*EXERCISE PROMPT*
Find the lines below that contain the word "Default" and count them. Only the number should be given.

===== MATERIAL PROVIDED =====

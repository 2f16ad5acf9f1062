use crate::Entry;
use core::fmt::Debug;

/// Incremental MEDIAN aggregation over an ordered index
pub mod median;
/// Incremental SUM aggregation
pub mod sum;

/// Aggregation interface that window aggregators implement
///
/// An aggregator observes every entry admitted to and evicted from a window and keeps
/// whatever incremental state it needs to answer [Aggregator::query] for the entries
/// currently retained. Evicted entries are always entries that were previously inserted.
///
/// slidewin provides the following pre-defined aggregators:
/// - [sum]
/// - [median]
///
/// # Example
///
/// Here is a simple example showing a COUNT aggregator.
/// ```
/// use slidewin::{Aggregator, Entry};
///
/// #[derive(Default, Debug, Clone)]
/// struct CountAggregator(usize);
///
/// impl Aggregator for CountAggregator {
///     type Input = i64;
///     type Aggregate = usize;
///
///     fn insert(&mut self, _entry: &Entry<i64>) {
///         self.0 += 1;
///     }
///     fn evict(&mut self, _entry: &Entry<i64>) {
///         self.0 -= 1;
///     }
///     fn query(&self) -> Option<usize> {
///         (self.0 > 0).then_some(self.0)
///     }
///     fn len(&self) -> usize {
///         self.0
///     }
/// }
/// ```
pub trait Aggregator: Default + Debug + Clone + 'static {
    /// Input type carried by window entries
    type Input: InputBounds;

    /// Final aggregate reported for a window
    type Aggregate: Debug + Send;

    /// Adds a newly admitted entry to the aggregate state
    fn insert(&mut self, entry: &Entry<Self::Input>);

    /// Removes an evicted entry from the aggregate state
    fn evict(&mut self, entry: &Entry<Self::Input>);

    /// Returns the aggregate over the current entries or `None` if there are none
    fn query(&self) -> Option<Self::Aggregate>;

    /// Returns the number of entries the aggregate currently covers
    fn len(&self) -> usize;

    /// Returns `true` if the aggregate covers no entries
    fn is_empty(&self) -> bool {
        self.len() == 0
    }
}

/// Bounds for Aggregator Input
pub trait InputBounds: Debug + Clone + Copy + Send {}
impl<T> InputBounds for T where T: Debug + Clone + Copy + Send {}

=====

*YOUR SOLUTION*
2